MrBeast
Hear me out!

Last week I was mindlessly scrolling YouTube when the algorithm served me a video I can’t stop thinking about. It was from MrBeast.
I suspect you either have no idea who MrBeast is, or you have a Very Strong Feeling about him.
If it’s the latter I bet that Strong Feeling is one of the following:
You love him, think he’s a genius. The absolute GOAT.
You hate him with all your heart. In fact, you’re drafting a thinkpiece in your head right now about how much you hate him.
You embrace him with gratitude because, hey, he’s keeping your kid occupied on YouTube and, at least for now, his content is delaying your son’s plunge into the dark web.
MrBeast is the most popular YouTuber in the world. As of this writing he has 445 million subscribers. (That number is sure to change because he gets an average of 333k new subs a day.)
He stages elaborate stunts like “100 Kids versus the World’s Strongest Man!” and “7 Days Stranded at Sea.”
He’s also known for his giveaways in which he offers massive sums of cash to contestants who, say, last thirty days chained to their ex. Or survive one hundred days in prison.
People feel all sorts of ways about him. Is he the world’s most generous man? Or a modern day Willy Wonka? Both?
But I’m actually not here to rehash the various critiques levied against him, however valid or invalid they may be, because the video of his I want to tell you about isn’t one of his typical uploads.
Published on October 4, 2025, this video shows a young MrBeast—whose real name is Jimmy Donaldson—addressing the camera on October 4, 2015.
“Hi me in ten years,” he begins. “I’m gonna schedule upload this video ten years in the future.”
Now, I don’t subscribe to his channel and I don’t follow him on social media, but as a scholar of the zeitgeist (read: scroller of YouTube) I’m familiar with this work, so seeing a young version of a recognizable adult face still gave me that cool time capsule sensation.
At the time of the recording he was in high school. It was the night before a history test. A test, he says, he should be studying for instead of making this video. He whips the camera around to show his subscriber count: 8,726.
“Dude,” he says near the beginning, “if I don’t have a million subscribers when you see this video, my entire life has been a failure.”
It is said as both a preemptive lament and an incantation.
He goes on to mention his subscriber goal eight more times. By contrast, he considers the possibility of his death only twice.
Embarrassing as it is to admit, I’ve been struggling with my relationship to digital metrics recently. “Recently.” Lol. This isn’t new. Ever since I’ve been making work on digital platforms I have lived and died by numbers. There’s nothing complicated about it. It’s primitive, actually: big number make me happy, small number make me sad.

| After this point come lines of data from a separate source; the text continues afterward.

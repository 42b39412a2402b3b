//! Display metadata for language codes.

/// Language subtag -> English name.
const LANGUAGES: &[(&str, &str)] = &[
    ("af", "Afrikaans"),
    ("ar", "Arabic"),
    ("be", "Belarusian"),
    ("bg", "Bulgarian"),
    ("bn", "Bengali"),
    ("bs", "Bosnian"),
    ("ca", "Catalan"),
    ("cs", "Czech"),
    ("cy", "Welsh"),
    ("da", "Danish"),
    ("de", "German"),
    ("el", "Greek"),
    ("en", "English"),
    ("eo", "Esperanto"),
    ("es", "Spanish"),
    ("et", "Estonian"),
    ("eu", "Basque"),
    ("fa", "Persian"),
    ("fi", "Finnish"),
    ("fr", "French"),
    ("ga", "Irish"),
    ("gl", "Galician"),
    ("he", "Hebrew"),
    ("hi", "Hindi"),
    ("hr", "Croatian"),
    ("hu", "Hungarian"),
    ("hy", "Armenian"),
    ("id", "Indonesian"),
    ("is", "Icelandic"),
    ("it", "Italian"),
    ("ja", "Japanese"),
    ("ka", "Georgian"),
    ("kk", "Kazakh"),
    ("km", "Khmer"),
    ("ko", "Korean"),
    ("lt", "Lithuanian"),
    ("lv", "Latvian"),
    ("mk", "Macedonian"),
    ("ms", "Malay"),
    ("nb", "Norwegian Bokmål"),
    ("nl", "Dutch"),
    ("nn", "Norwegian Nynorsk"),
    ("pl", "Polish"),
    ("pt", "Portuguese"),
    ("ro", "Romanian"),
    ("ru", "Russian"),
    ("sk", "Slovak"),
    ("sl", "Slovenian"),
    ("sq", "Albanian"),
    ("sr", "Serbian"),
    ("sv", "Swedish"),
    ("sw", "Swahili"),
    ("ta", "Tamil"),
    ("th", "Thai"),
    ("tr", "Turkish"),
    ("uk", "Ukrainian"),
    ("ur", "Urdu"),
    ("vi", "Vietnamese"),
    ("zh", "Chinese"),
];

/// Region subtag -> English name.
const REGIONS: &[(&str, &str)] = &[
    ("AE", "United Arab Emirates"),
    ("AL", "Albania"),
    ("AM", "Armenia"),
    ("AR", "Argentina"),
    ("AT", "Austria"),
    ("AU", "Australia"),
    ("BA", "Bosnia and Herzegovina"),
    ("BD", "Bangladesh"),
    ("BE", "Belgium"),
    ("BG", "Bulgaria"),
    ("BR", "Brazil"),
    ("BY", "Belarus"),
    ("CA", "Canada"),
    ("CH", "Switzerland"),
    ("CN", "China"),
    ("CO", "Colombia"),
    ("CZ", "Czechia"),
    ("DE", "Germany"),
    ("DK", "Denmark"),
    ("EE", "Estonia"),
    ("ES", "Spain"),
    ("FI", "Finland"),
    ("FR", "France"),
    ("GB", "United Kingdom"),
    ("GE", "Georgia"),
    ("GR", "Greece"),
    ("HK", "Hong Kong"),
    ("HR", "Croatia"),
    ("HU", "Hungary"),
    ("ID", "Indonesia"),
    ("IE", "Ireland"),
    ("IL", "Israel"),
    ("IN", "India"),
    ("IR", "Iran"),
    ("IS", "Iceland"),
    ("IT", "Italy"),
    ("JP", "Japan"),
    ("KH", "Cambodia"),
    ("KR", "South Korea"),
    ("KZ", "Kazakhstan"),
    ("LK", "Sri Lanka"),
    ("LT", "Lithuania"),
    ("LV", "Latvia"),
    ("MK", "North Macedonia"),
    ("MX", "Mexico"),
    ("MY", "Malaysia"),
    ("NL", "Netherlands"),
    ("NO", "Norway"),
    ("NZ", "New Zealand"),
    ("PK", "Pakistan"),
    ("PL", "Poland"),
    ("PT", "Portugal"),
    ("RO", "Romania"),
    ("RS", "Serbia"),
    ("RU", "Russia"),
    ("SE", "Sweden"),
    ("SI", "Slovenia"),
    ("SK", "Slovakia"),
    ("TH", "Thailand"),
    ("TR", "Turkey"),
    ("TW", "Taiwan"),
    ("TZ", "Tanzania"),
    ("UA", "Ukraine"),
    ("US", "United States"),
    ("VN", "Vietnam"),
    ("ZA", "South Africa"),
];

/// Display metadata for one language code.
#[derive(Debug, Clone, PartialEq, Eq)]
pub struct LanguageInfo {
    pub code: String,
    /// English display name, e.g. "German (Germany)"
    pub name: String,
    /// Lowercase region subtag, e.g. "de", usable as a flag icon key
    pub country: String,
}

impl LanguageInfo {
    /// Resolve a code of the form `ll-RR` (or `lll-RR`).
    /// Returns `None` for malformed codes and unknown languages.
    pub fn resolve(code: &str) -> Option<Self> {
        let (language, region) = split_code(code)?;

        let language_name = lookup(LANGUAGES, language)?;
        let name = match lookup(REGIONS, region) {
            Some(region_name) => format!("{} ({})", language_name, region_name),
            None => language_name.to_string(),
        };

        Some(LanguageInfo {
            code: code.to_string(),
            name,
            country: region.to_ascii_lowercase(),
        })
    }
}

/// Whether a string looks like a language code we package, e.g. "en-GB".
pub fn is_language_code(code: &str) -> bool {
    split_code(code).is_some()
}

fn split_code(code: &str) -> Option<(&str, &str)> {
    let (language, region) = code.split_once('-')?;

    let language_ok = (2..=3).contains(&language.len())
        && language.chars().all(|c| c.is_ascii_lowercase());
    let region_ok = region.len() == 2 && region.chars().all(|c| c.is_ascii_uppercase());

    (language_ok && region_ok).then_some((language, region))
}

fn lookup(table: &'static [(&'static str, &'static str)], key: &str) -> Option<&'static str> {
    table
        .binary_search_by(|(k, _)| (*k).cmp(key))
        .ok()
        .map(|i| table[i].1)
}
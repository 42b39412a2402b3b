pub mod builder;
pub mod cleanup;
pub mod commands;
pub mod completion;
pub mod config;
pub mod error;
pub mod index;
pub mod language;
pub mod package;
pub mod runtime;
pub mod scanner;
pub mod storage;
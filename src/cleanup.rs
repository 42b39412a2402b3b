use log::{debug, warn};
use std::path::{Path, PathBuf};

use crate::runtime::Runtime;

/// RAII guard that removes a temporary file when dropped, whatever happened
/// while it was alive. An unarmed guard leaves the file in place.
pub struct TempFileGuard<'a, R: Runtime> {
    runtime: &'a R,
    path: PathBuf,
    armed: bool,
}

impl<'a, R: Runtime> TempFileGuard<'a, R> {
    pub fn new(runtime: &'a R, path: PathBuf, armed: bool) -> Self {
        Self {
            runtime,
            path,
            armed,
        }
    }

    pub fn path(&self) -> &Path {
        &self.path
    }
}

impl<R: Runtime> Drop for TempFileGuard<'_, R> {
    fn drop(&mut self) {
        if !self.armed || !self.runtime.exists(&self.path) {
            return;
        }

        debug!("Cleaning up: {:?}", self.path);
        if let Err(e) = self.runtime.remove_file(&self.path) {
            warn!("Failed to remove temporary file {:?}: {:#}", self.path, e);
        }
    }
}
//! Error kinds the build orchestrator branches on.
//!
//! A [`CompletionError`] aborts a whole run, a [`PackageError`] only skips the
//! language it was raised for.

use std::path::PathBuf;

/// Failure while building a single language package.
#[derive(Debug, Clone, PartialEq)]
pub enum PackageError {
    /// The language code has no files in the repository
    NotFound(String),
    /// The archive could not be created or written
    Archive { path: PathBuf, reason: String },
}

impl std::fmt::Display for PackageError {
    fn fmt(&self, f: &mut std::fmt::Formatter<'_>) -> std::fmt::Result {
        match self {
            PackageError::NotFound(code) => {
                write!(
                    f,
                    "Language {} does not exist in the repository",
                    code
                )
            }
            PackageError::Archive { path, reason } => {
                write!(f, "Can not create ZIP file {}: {}", path.display(), reason)
            }
        }
    }
}

impl std::error::Error for PackageError {}

/// Failure while fetching translation completion from the translation service.
#[derive(Debug, Clone, PartialEq)]
pub enum CompletionError {
    /// The request never got a response (connection refused, TLS failure, ...)
    Transport(String),
    /// The service answered with something other than HTTP 200
    HttpStatus(u16),
    /// The response body is not the expected JSON
    Parse(String),
}

impl std::fmt::Display for CompletionError {
    fn fmt(&self, f: &mut std::fmt::Formatter<'_>) -> std::fmt::Result {
        match self {
            CompletionError::Transport(cause) => {
                write!(f, "Translation service request failed: {}", cause)
            }
            CompletionError::HttpStatus(status) => {
                write!(f, "Unexpected HTTP status {}", status)
            }
            CompletionError::Parse(cause) => {
                write!(
                    f,
                    "Invalid return from the translation service (cannot parse as JSON): {}",
                    cause
                )
            }
        }
    }
}

impl std::error::Error for CompletionError {}
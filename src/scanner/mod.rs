//! Extension scanners.
//!
//! Every extension type keeps its language files in a conventional place inside
//! the repository. A [`Scanner`] variant knows those places for one extension
//! type and reports the files it finds, grouped by language code, as a
//! [`ScanResult`].

use anyhow::{Context, Result};
use log::debug;
use std::collections::BTreeMap;
use std::fmt;
use std::path::{Path, PathBuf};

use crate::language::is_language_code;
use crate::runtime::Runtime;

/// Language code -> language files.
pub type LanguageFiles = BTreeMap<String, Vec<PathBuf>>;

/// Language files discovered for one extension type.
#[derive(Debug, Clone, Default, PartialEq)]
pub struct ScanResult {
    /// Files installed under `administrator/language/{code}`
    pub backend: LanguageFiles,
    /// Files installed under `language/{code}`
    pub frontend: LanguageFiles,
}

/// The extension types found in a repository.
#[derive(Debug, Clone, Copy, PartialEq, Eq)]
pub enum Scanner {
    Component,
    Library,
    Module,
    Plugin,
    Template,
}

impl fmt::Display for Scanner {
    fn fmt(&self, f: &mut fmt::Formatter<'_>) -> fmt::Result {
        match self {
            Scanner::Component => write!(f, "component"),
            Scanner::Library => write!(f, "library"),
            Scanner::Module => write!(f, "module"),
            Scanner::Plugin => write!(f, "plugin"),
            Scanner::Template => write!(f, "template"),
        }
    }
}

impl Scanner {
    pub const ALL: [Scanner; 5] = [
        Scanner::Component,
        Scanner::Library,
        Scanner::Module,
        Scanner::Plugin,
        Scanner::Template,
    ];

    /// Glob patterns, relative to the repository root, matching backend language files.
    fn backend_patterns(&self) -> &'static [&'static str] {
        match self {
            Scanner::Component => &[
                "component/backend/language/*/*.ini",
                "component/language/backend/*/*.ini",
            ],
            Scanner::Library => &[],
            Scanner::Module => &["modules/admin/*/language/*/*.ini"],
            Scanner::Plugin => &["plugins/*/*/language/*/*.ini"],
            Scanner::Template => &["templates/admin/*/language/*/*.ini"],
        }
    }

    /// Glob patterns, relative to the repository root, matching frontend language files.
    fn frontend_patterns(&self) -> &'static [&'static str] {
        match self {
            Scanner::Component => &[
                "component/frontend/language/*/*.ini",
                "component/language/frontend/*/*.ini",
            ],
            Scanner::Library => &["libraries/*/language/*/*.ini"],
            Scanner::Module => &["modules/site/*/language/*/*.ini"],
            Scanner::Plugin => &[],
            Scanner::Template => &["templates/site/*/language/*/*.ini"],
        }
    }

    /// Find this extension type's language files under `root`.
    #[tracing::instrument(skip(self, runtime, root))]
    pub fn discover<R: Runtime>(&self, runtime: &R, root: &Path) -> Result<ScanResult> {
        debug!("Scanning {} language files under {:?}", self, root);

        let backend = collect(runtime, root, self.backend_patterns())
            .with_context(|| format!("Failed to scan {} backend language files", self))?;
        let frontend = collect(runtime, root, self.frontend_patterns())
            .with_context(|| format!("Failed to scan {} frontend language files", self))?;

        Ok(ScanResult { backend, frontend })
    }
}

fn collect<R: Runtime>(runtime: &R, root: &Path, patterns: &[&str]) -> Result<LanguageFiles> {
    let mut files = LanguageFiles::new();

    for pattern in patterns {
        let full_pattern = root.join(pattern);
        let full_pattern = full_pattern.to_string_lossy();

        for path in runtime.glob(&full_pattern)? {
            if !runtime.is_file(&path) {
                continue;
            }

            let Some(code) = code_of(&path) else {
                debug!("Ignoring {:?}: not inside a language folder", path);
                continue;
            };

            let path = runtime.canonicalize(&path)?;
            files.entry(code).or_default().push(path);
        }
    }

    for paths in files.values_mut() {
        paths.sort();
        paths.dedup();
    }

    Ok(files)
}

/// The language code is the name of the folder holding the file.
fn code_of(path: &Path) -> Option<String> {
    let code = path.parent()?.file_name()?.to_str()?;
    is_language_code(code).then(|| code.to_string())
}
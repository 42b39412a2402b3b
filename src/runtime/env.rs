//! Environment operations.

use std::env;

use super::RealRuntime;

impl RealRuntime {
    #[tracing::instrument(skip(self))]
    pub(crate) fn env_var_impl(&self, key: &str) -> Result<String, env::VarError> {
        env::var(key)
    }
}
//! Translation completion data.
//!
//! Completion percentages come from a [`CompletionSource`]. The builder owns a
//! [`CompletionCache`] so the translation service is queried at most once per
//! builder unless a caller explicitly asks for a refresh.

mod weblate;

use async_trait::async_trait;
use log::debug;
use std::collections::BTreeMap;

use crate::error::CompletionError;

pub use weblate::WeblateClient;

/// Language code -> translated percentage (0 to 100).
pub type CompletionMap = BTreeMap<String, f64>;

/// Where completion percentages come from.
#[cfg_attr(test, mockall::automock)]
#[async_trait]
pub trait CompletionSource: Send + Sync {
    async fn fetch(&self) -> Result<CompletionMap, CompletionError>;
}

/// Lazily fetched, memoized completion data.
pub struct CompletionCache<C: CompletionSource> {
    source: C,
    cached: Option<CompletionMap>,
}

impl<C: CompletionSource> CompletionCache<C> {
    pub fn new(source: C) -> Self {
        Self {
            source,
            cached: None,
        }
    }

    /// Returns the completion map, fetching it on first use.
    /// A failed fetch leaves the cache empty.
    pub async fn get(&mut self) -> Result<&CompletionMap, CompletionError> {
        if self.cached.is_none() {
            debug!("Fetching translation completion");
            self.cached = Some(self.source.fetch().await?);
        }

        Ok(self.cached.get_or_insert_with(CompletionMap::new))
    }

    /// Discard the cached map and fetch it again.
    pub async fn refresh(&mut self) -> Result<&CompletionMap, CompletionError> {
        self.cached = None;
        self.get().await
    }

    #[cfg(test)]
    fn cached(&self) -> Option<&CompletionMap> {
        self.cached.as_ref()
    }
}

/// Completion of `code`, 0 when the service does not know it.
pub fn percent_of(completion: &CompletionMap, code: &str) -> f64 {
    completion.get(code).copied().unwrap_or(0.0)
}
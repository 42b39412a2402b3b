//! File system operations (read, write, remove, glob).

use anyhow::{Context, Result};
use log::debug;
use std::fs;
use std::path::{Path, PathBuf};

use super::RealRuntime;

impl RealRuntime {
    #[tracing::instrument(skip(self))]
    pub(crate) fn read_impl(&self, path: &Path) -> Result<Vec<u8>> {
        fs::read(path).context("Failed to read file")
    }

    #[tracing::instrument(skip(self))]
    pub(crate) fn read_to_string_impl(&self, path: &Path) -> Result<String> {
        fs::read_to_string(path).context("Failed to read file to string")
    }

    #[tracing::instrument(skip(self, contents))]
    pub(crate) fn write_impl(&self, path: &Path, contents: &[u8]) -> Result<()> {
        fs::write(path, contents).context("Failed to write to file")?;
        Ok(())
    }

    #[tracing::instrument(skip(self))]
    pub(crate) fn create_dir_all_impl(&self, path: &Path) -> Result<()> {
        fs::create_dir_all(path).context("Failed to create directory")?;
        Ok(())
    }

    #[tracing::instrument(skip(self))]
    pub(crate) fn remove_file_impl(&self, path: &Path) -> Result<()> {
        fs::remove_file(path).context("Failed to remove file")?;
        Ok(())
    }

    #[tracing::instrument(skip(self))]
    pub(crate) fn exists_impl(&self, path: &Path) -> bool {
        path.exists()
    }

    #[tracing::instrument(skip(self))]
    pub(crate) fn is_file_impl(&self, path: &Path) -> bool {
        path.is_file()
    }

    #[tracing::instrument(skip(self))]
    pub(crate) fn canonicalize_impl(&self, path: &Path) -> Result<PathBuf> {
        fs::canonicalize(path).with_context(|| format!("Failed to canonicalize {:?}", path))
    }

    #[tracing::instrument(skip(self))]
    pub(crate) fn glob_impl(&self, pattern: &str) -> Result<Vec<PathBuf>> {
        let entries =
            glob::glob(pattern).with_context(|| format!("Invalid glob pattern: {}", pattern))?;

        let mut paths = Vec::new();
        for entry in entries {
            match entry {
                Ok(path) => paths.push(path),
                Err(e) => debug!("Skipping unreadable glob entry: {}", e),
            }
        }
        paths.sort();
        Ok(paths)
    }
}
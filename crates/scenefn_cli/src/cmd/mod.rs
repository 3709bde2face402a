/// Node creation command.
pub mod create;
/// DAG hierarchy query command.
pub mod dag;
/// Node listing command.
pub mod ls;
/// Plug-name builder command.
pub mod plug;
/// Plug connection and element query command.
pub mod plugs;
/// Plug-name split command.
pub mod split;
#[cfg(test)]
mod test_support;
mod util;
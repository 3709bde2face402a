use crate::scene::{AttrDef, PlugPath, PlugToken, Result, SceneError, SceneHost, display_name, object};

/// Add `def` to every node and return the new plug names in input order.
///
/// Names follow the plug grammar: `node.parent.name` when `def.parent` is set,
/// `node.name` otherwise. Every identifier is resolved before the first attribute
/// is added.
pub fn add<H: SceneHost + ?Sized>(host: &mut H, nodes: &[&str], def: &AttrDef) -> Result<Vec<String>> {
	if def.long_name.is_empty() {
		return Err(SceneError::MissingAttributeName);
	}

	let mut targets = Vec::with_capacity(nodes.len());
	for identifier in nodes {
		targets.push(object(&*host, identifier)?);
	}

	let mut out = Vec::with_capacity(targets.len());
	for node in targets {
		host.add_attribute(node, def)?;

		let node_name = display_name(&*host, node)?;
		tracing::debug!(node = %node_name, attr = %def.long_name, "added attribute");

		let mut tokens = vec![PlugToken::Name(node_name)];
		if let Some(parent) = &def.parent {
			tokens.push(PlugToken::from(parent.as_str()));
		}
		tokens.push(PlugToken::from(def.long_name.as_str()));
		out.push(PlugPath::build(tokens)?.to_string());
	}

	Ok(out)
}

#[cfg(test)]
mod tests;
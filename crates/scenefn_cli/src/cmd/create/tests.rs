use crate::cmd::test_support::{fixture_path, run_scenefn, run_scenefn_json, scratch_copy};

#[test]
fn create_json_without_write_leaves_scene_untouched() {
	let fixture = fixture_path("rig.json");
	let json = run_scenefn_json(&["create", &fixture, "network", "--json"]);

	assert_eq!(json["node"], "network2");
	assert_eq!(json["written"], false);

	let listed = run_scenefn_json(&["ls", &fixture, "--type", "network", "--json"]);
	assert_eq!(listed["nodes"], serde_json::json!(["network1"]));
}

#[test]
fn create_write_persists_node_and_connections() {
	let scene = scratch_copy("rig.json", "create-write");
	let scene = scene.to_string_lossy().into_owned();

	let json = run_scenefn_json(&[
		"create",
		&scene,
		"transform",
		"--name",
		"head",
		"--parent",
		"neck",
		"--set",
		"translate=[0,2,0]",
		"--set",
		"visibility=|ctrl.visibility",
		"--write",
		"--json",
	]);
	assert_eq!(json["node"], "|rig|spine|chest|neck|head");
	assert_eq!(json["written"], true);

	let children = run_scenefn_json(&["dag", &scene, "children", "neck", "--json"]);
	assert_eq!(children["result"], serde_json::json!(["|rig|spine|chest|neck|head"]));

	let destinations = run_scenefn_json(&["plugs", &scene, "destinations", "|ctrl.visibility", "--json"]);
	assert_eq!(
		destinations["result"],
		serde_json::json!(["|rig|spine.visibility", "|rig|spine|chest|neck|head.visibility"])
	);

	let _ = std::fs::remove_file(&scene);
}

#[test]
fn create_rejects_malformed_assignment() {
	let fixture = fixture_path("rig.json");
	let output = run_scenefn(&["create", &fixture, "network", "--set", "values"]);

	assert_eq!(output.status.code(), Some(1));
	assert!(String::from_utf8_lossy(&output.stderr).contains("expected ATTR=VALUE"));
}
use scenefn::scene::PlugPath;

use crate::cmd::util::{emit_json, parse_token};

#[derive(clap::Args)]
pub struct Args {
	/// Tokens: integers become indices, single characters fuse, anything else starts a segment.
	#[arg(required = true)]
	pub tokens: Vec<String>,
	#[arg(long)]
	pub json: bool,
}

#[derive(serde::Serialize)]
struct PlugJson<'a> {
	tokens: &'a [String],
	plug: String,
}

/// Build a plug name from command-line tokens.
pub fn run(args: Args) -> scenefn::scene::Result<()> {
	let Args { tokens, json } = args;

	let path = PlugPath::build(tokens.iter().map(|token| parse_token(token)))?;
	let plug = path.to_string();
	tracing::debug!(tokens = tokens.len(), segments = path.segments().len(), "built plug");

	if json {
		return emit_json(&PlugJson { tokens: &tokens, plug });
	}

	println!("{plug}");
	Ok(())
}
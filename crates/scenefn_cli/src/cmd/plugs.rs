use std::path::PathBuf;

use scenefn::scene::{MemoryScene, plug};

use crate::cmd::util::{QueryJson, QueryOutput, emit_json};

#[derive(Clone, Copy, clap::ValueEnum)]
pub enum Query {
	Source,
	Destinations,
	Indices,
	Elements,
}

impl Query {
	fn label(self) -> &'static str {
		match self {
			Self::Source => "source",
			Self::Destinations => "destinations",
			Self::Indices => "indices",
			Self::Elements => "elements",
		}
	}
}

#[derive(clap::Args)]
pub struct Args {
	pub scene: PathBuf,
	#[arg(value_enum)]
	pub query: Query,
	pub plug: String,
	#[arg(long)]
	pub json: bool,
}

/// Answer one connection or array query about a plug.
pub fn run(args: Args) -> scenefn::scene::Result<()> {
	let Args {
		scene: path,
		query,
		plug: target,
		json,
	} = args;

	let scene = MemoryScene::load(&path)?;
	let result = match query {
		Query::Source => QueryOutput::Maybe(plug::source(&scene, &target)?),
		Query::Destinations => QueryOutput::Many(plug::destinations(&scene, &target)?),
		Query::Indices => QueryOutput::Indices(plug::indices(&scene, &target)?),
		Query::Elements => QueryOutput::Many(plug::elements(&scene, &target)?),
	};

	if json {
		return emit_json(&QueryJson {
			scene: path.display().to_string(),
			query: query.label(),
			target: &target,
			result: &result,
		});
	}

	result.print_lines();
	Ok(())
}

#[cfg(test)]
mod tests;
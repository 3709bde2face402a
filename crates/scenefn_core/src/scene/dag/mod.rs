use crate::scene::{NodeId, NodeKind, Result, SceneError, SceneHost, Selection, dag_node, display_name};

/// Limits for recursive descendant listing.
#[derive(Debug, Clone, Default)]
pub struct DescendOptions {
	/// Deepest level to list below the start node (`Some(0)` lists nothing); `None` lists everything.
	pub max_depth: Option<u32>,
}

/// Full paths of the ancestors of `dag_node`, root first.
pub fn ancestors<H: SceneHost + ?Sized>(host: &H, dag_node_name: &str) -> Result<Vec<String>> {
	let node = dag_node(host, dag_node_name)?;

	let mut out = Vec::new();
	let mut cursor = host.parent_of(node)?;
	while let Some(parent) = cursor {
		out.push(display_name(host, parent)?);
		cursor = host.parent_of(parent)?;
	}
	out.reverse();
	Ok(out)
}

/// Path of the child `name` below `dag_path`.
pub fn child(dag_path: &str, name: &str) -> String {
	format!("{dag_path}|{name}")
}

/// Full paths of the child transforms of a DAG node.
pub fn children<H: SceneHost + ?Sized>(host: &H, dag_node_name: &str) -> Result<Vec<String>> {
	let node = dag_node(host, dag_node_name)?;
	children_of_kind(host, node, NodeKind::Transform)
}

/// Full paths of the child shapes of a DAG node.
pub fn shapes<H: SceneHost + ?Sized>(host: &H, dag_node_name: &str) -> Result<Vec<String>> {
	let node = dag_node(host, dag_node_name)?;
	children_of_kind(host, node, NodeKind::Shape)
}

fn children_of_kind<H: SceneHost + ?Sized>(host: &H, node: NodeId, kind: NodeKind) -> Result<Vec<String>> {
	let mut out = Vec::new();
	for item in transform_or_shape_children(host, node, kind)? {
		out.push(display_name(host, item)?);
	}
	Ok(out)
}

fn transform_or_shape_children<H: SceneHost + ?Sized>(host: &H, node: NodeId, kind: NodeKind) -> Result<Vec<NodeId>> {
	let mut out = Vec::new();
	for item in host.children_of(node)? {
		if host.node_kind(item)? == kind {
			out.push(item);
		}
	}
	Ok(out)
}

/// Full paths of all descendant transforms, depth first.
pub fn descendants<H: SceneHost + ?Sized>(host: &H, dag_node_name: &str) -> Result<Vec<String>> {
	descendants_with(host, dag_node_name, &DescendOptions::default())
}

/// Full paths of descendant transforms, depth first, bounded by `options`.
pub fn descendants_with<H: SceneHost + ?Sized>(host: &H, dag_node_name: &str, options: &DescendOptions) -> Result<Vec<String>> {
	let root = dag_node(host, dag_node_name)?;

	let mut out = Vec::new();
	let mut stack: Vec<(NodeId, u32)> = Vec::new();
	if options.max_depth.is_none_or(|max| max >= 1) {
		push_children(host, &mut stack, root, 1)?;
	}

	while let Some((node, depth)) = stack.pop() {
		let path = display_name(host, node)?;
		tracing::trace!(path = %path, depth, "descendant");
		out.push(path);

		if options.max_depth.is_none_or(|max| depth < max) {
			push_children(host, &mut stack, node, depth + 1)?;
		}
	}

	Ok(out)
}

fn push_children<H: SceneHost + ?Sized>(host: &H, stack: &mut Vec<(NodeId, u32)>, node: NodeId, depth: u32) -> Result<()> {
	let items = transform_or_shape_children(host, node, NodeKind::Transform)?;
	stack.extend(items.into_iter().rev().map(|item| (item, depth)));
	Ok(())
}

/// Full `|a|b|c` path of a DAG node.
pub fn full_path<H: SceneHost + ?Sized>(host: &H, dag_node_name: &str) -> Result<String> {
	let node = dag_node(host, dag_node_name)?;
	display_name(host, node)
}

/// Segment names from the root down to the DAG node.
pub fn hierarchy_path<H: SceneHost + ?Sized>(host: &H, dag_node_name: &str) -> Result<Vec<String>> {
	let node = dag_node(host, dag_node_name)?;
	host.hierarchy_path(node)
}

/// Short name of a DAG node.
pub fn name<H: SceneHost + ?Sized>(host: &H, dag_node_name: &str) -> Result<String> {
	// Taken from the full path; partial paths may not be unique.
	let segments = hierarchy_path(host, dag_node_name)?;
	segments.last().cloned().ok_or_else(|| SceneError::NotFound {
		identifier: dag_node_name.to_owned(),
	})
}

/// Full path of the parent, or `None` for root nodes.
pub fn parent<H: SceneHost + ?Sized>(host: &H, dag_node_name: &str) -> Result<Option<String>> {
	let node = dag_node(host, dag_node_name)?;
	host.parent_of(node)?.map(|parent| display_name(host, parent)).transpose()
}

/// Shortest trailing sub-path that still resolves to the same node.
pub fn partial_path<H: SceneHost + ?Sized>(host: &H, dag_node_name: &str) -> Result<String> {
	let node = dag_node(host, dag_node_name)?;
	let segments = host.hierarchy_path(node)?;

	for start in (0..segments.len()).rev() {
		let candidate = segments[start..].join("|");
		match host.resolve(&candidate) {
			Ok(Selection::Node(found)) if found == node => return Ok(candidate),
			Ok(_) | Err(SceneError::Ambiguous { .. }) => {}
			Err(err) => return Err(err),
		}
	}

	display_name(host, node)
}

/// Full paths of the other children of the parent; root nodes list the other roots.
pub fn siblings<H: SceneHost + ?Sized>(host: &H, dag_node_name: &str) -> Result<Vec<String>> {
	let node = dag_node(host, dag_node_name)?;

	let peers = match host.parent_of(node)? {
		Some(parent) => host.children_of(parent)?,
		None => host.roots(),
	};

	let mut out = Vec::new();
	for peer in peers {
		if peer != node {
			out.push(display_name(host, peer)?);
		}
	}
	Ok(out)
}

I am humiliatingly aware of fluctuating follower counts. Without looking them up, I can tell you my three most liked Instagram posts, and three that tanked. In my heyday of content creation I would spiral if a video underperformed and vibrate with manic ecstasy when a video went viral.
What I hate most, though, is how this hyperawareness of metrics has shaped my work. I’ve abandoned projects in the ideation phase because I feared they wouldn’t be popular. I’ve believed a piece of writing to be bad because it didn’t elicit the likes I was hoping it would. For over a decade I’ve been taking quantitative data and internalizing it as qualitative authority. As much as I’d like to believe in the independent spirit of my creative compass, I know that it is calibrated, at least in part, by notifications.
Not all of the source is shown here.